Donald Trump is a builder, he’s going to use the vast resources of the United States government to build a wall to protect our citizens, build a strong middle class, and most importantly build a machine to cure male pattern baldness.Donald Trump loves the “poorly educated” so much, that when he’s president there will be more of them than ever.
The greatest trick the devil ever pulled was to paint a man orange and convince the world he was going to be president of America!
What do you call 10 illegal immigrants on the moon? A problem. What do you call 100 illegals on the moon? A problem. What do you call 1000 illegals on the moon? Still a problem. What do you call all of the illegal immigrants on the moon? Problem solved.
A lazy day after all that driving yesterday. Traffic’s the main problem with this place. We’re only about 30 miles from Honolulu but the Farrington highway is a night mare at rush hour and the few freeways they have aren’t much better.
Drive down to a local Beach. Visit the remains of an Hawaiian temple and then have a walk along the Beach. Watch a few intrepid surfers. It certainly is an island paradise and our end of the island is very much the locals end. Plenty of ram shackled housing. Lots of vagrants dossing out on the beach, it seems a way of life and unemployment is high. Reminds us very much of your average little chicken shit Caribbean island. Followed by the inevitable Starbucks treat.
Get our early evening pantomime fix with a mixture of Fox, MSNBC and CNN. Must be masochists. As for that repitious rabid reviling bitch Rachel Maddow, she must think all Americans are so thick that they need to hear the same bile 3 or 4 times for it to really sink in. Cut the pandering repetition and her raving 60 minutes could be distilled down to 5 minutes. What a nightmare waking up with that velociraptor on your pillow would be. Oh I forgot, I’m safe, she’s a lesbian – what a surprise!

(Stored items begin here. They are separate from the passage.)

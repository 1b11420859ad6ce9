//! Harvest Graph - Graph store abstraction
//!
//! Provides abstraction over graph databases (SurrealDB, in-memory) for
//! storing canonical entities as nodes and canonical relations as edges,
//! plus the [`GraphWriter`] that applies the write-ordering rules.

use std::collections::BTreeSet;

use async_trait::async_trait;
use harvest_core::{
    CanonicalEntity, CanonicalRelation, Classify, EntityType, ErrorClass, RelationKey,
};
use serde::{Deserialize, Serialize};
use thiserror::Error;
use uuid::Uuid;

pub mod memory;
pub mod surrealdb_store;
pub mod writer;

pub use memory::InMemoryGraphStore;
pub use surrealdb_store::SurrealDbStore;
pub use writer::{GraphWriter, WriteOutcome, WriteRecord};

// ============================================================================
// Errors
// ============================================================================

#[derive(Error, Debug, Clone, PartialEq, Eq)]
pub enum StoreError {
    #[error("Graph store unavailable: {0}")]
    Unavailable(String),

    #[error("Graph store timed out: {0}")]
    Timeout(String),

    #[error("Constraint violation: {0}")]
    ConstraintViolation(String),

    /// An edge referenced a node that has not been written
    #[error("Dangling reference: {edge} refers to missing entity {missing}")]
    DanglingReference { edge: String, missing: Uuid },

    #[error("Serialization error: {0}")]
    Serialization(String),
}

impl Classify for StoreError {
    fn class(&self) -> ErrorClass {
        match self {
            Self::Unavailable(_) | Self::Timeout(_) => ErrorClass::TransientIO,
            Self::ConstraintViolation(_) | Self::DanglingReference { .. } => ErrorClass::InputError,
            Self::Serialization(_) => ErrorClass::ToolingError,
        }
    }
}

// ============================================================================
// Records
// ============================================================================

/// Node properties as held by a store
#[derive(Debug, Clone, PartialEq, Eq, Serialize, Deserialize)]
pub struct NodeRecord {
    pub entity_id: Uuid,
    pub canonical_name: String,
    pub entity_type: EntityType,
    pub aliases: BTreeSet<String>,
    pub source_document_ids: BTreeSet<Uuid>,
}

impl From<&CanonicalEntity> for NodeRecord {
    fn from(entity: &CanonicalEntity) -> Self {
        Self {
            entity_id: entity.entity_id,
            canonical_name: entity.canonical_name.clone(),
            entity_type: entity.entity_type,
            aliases: entity.alias_set.clone(),
            source_document_ids: entity.source_document_ids.clone(),
        }
    }
}

/// An edge write: the triple plus how often it was observed in this batch
#[derive(Debug, Clone, PartialEq, Eq)]
pub struct EdgeRecord {
    pub key: RelationKey,
    pub observed_count: u64,
    pub source_document_ids: BTreeSet<Uuid>,
}

impl From<&CanonicalRelation> for EdgeRecord {
    fn from(relation: &CanonicalRelation) -> Self {
        Self {
            key: relation.key(),
            observed_count: relation.support_count,
            source_document_ids: relation.source_document_ids.clone(),
        }
    }
}

/// Edge properties as held by a store
#[derive(Debug, Clone, PartialEq, Eq, Serialize, Deserialize)]
pub struct StoredEdge {
    pub key: RelationKey,
    pub support_count: u64,
    pub source_document_ids: BTreeSet<Uuid>,
}

// ============================================================================
// Store trait
// ============================================================================

/// Trait for graph database operations
///
/// Both upserts must be idempotent merges: writing a node that exists
/// unions its aliases and sources and keeps its other fields; writing an
/// edge that exists adds `observed_count` to its support count and unions
/// its sources. An edge whose endpoints are not stored is rejected with
/// [`StoreError::DanglingReference`].
#[async_trait]
pub trait GraphStore: Send + Sync {
    /// Create or merge a node
    async fn upsert_node(&self, node: &NodeRecord) -> Result<(), StoreError>;

    /// Create or merge an edge
    async fn upsert_edge(&self, edge: &EdgeRecord) -> Result<(), StoreError>;

    /// Get node by entity ID
    async fn node(&self, entity_id: Uuid) -> Result<Option<NodeRecord>, StoreError>;

    /// Get edge by triple
    async fn edge(&self, key: &RelationKey) -> Result<Option<StoredEdge>, StoreError>;

    /// Check the store is reachable
    async fn ping(&self) -> Result<(), StoreError>;

    /// Get store name for logging
    fn name(&self) -> &str;
}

How beautiful are the green serrated cliffs around Hawaii, all covered in lush vegetation. I could look at them for hours. Awesome, you have to see them to believe them and appreciate the power of water on these volcanic mountains.
Campaign Jokes
What is Bill’s definition of safe sex? When Hillary is out of town.Did you see the Jim Carrey movie about the Benghazi Hearings? It’s called “Liar Liar Pantsuit on Fire”.
Donald Trump and Hillary Clinton are on a plane. The plane crashed. Who survived? America
What movie does Hillary watch when she’s in a bad mood? Kill Bill.
What decision do Americans have to make in November? A “Crooked Dick” or a “Crooked Chick”.
Pat Condell, the King of Ranters, on Americas moment of truth:
Miracles, VPS have just paid me for my consultancy after much chasing on my part. It’s an omen. Watch the long awaited Apple announcement on MacBooks. Want one – 13″ MacBook Pro fully specked out. Need one, mines well past its retire by date. At least now I’ll be able to afford one. Drive down to Honolulu for the Waikiki Trolley bus tour of Honolulu. Decide to pick up the trolley in China town. What a dump. It’s grey, miserable and raining, but at least it’s warm. Spend an hour trying to find parking. End up having to each sell a pint of blood and a kidney to pay the parking fee.
Trolley is a great way to see Honolulu. Once we get out of china town the place improves dramatically although spoilt by so many high rise buildings.
Get off at the world famous Waikiki Beach, have a wander around and enjoy watching the surfing and the eye candy on the beach. Busy and touristy but much better and more civilised than expected. Lash out on lunch at the beachside at the exclusive Moana Surfrider hotel – no complaints!
Back on the trolley to finish our tour.On our way home call in at a civilised Safeway for some vital supplies. No more 3rd world supermarkets. We thought California was expensive but in Hawaii I think the decimal point is always right shifted. Battle our way back through the traffic. Not too bad tonight.
Lucky to be watching the real experts ride the surf. They make it look so easy. Reminds me it’s just a mere 48 years since I last tried it in Cornwall when I met Wendy. Now she tells me I’m too old.
Looks like I’ll have to stick to riding the virtual surfboard on the wave of live.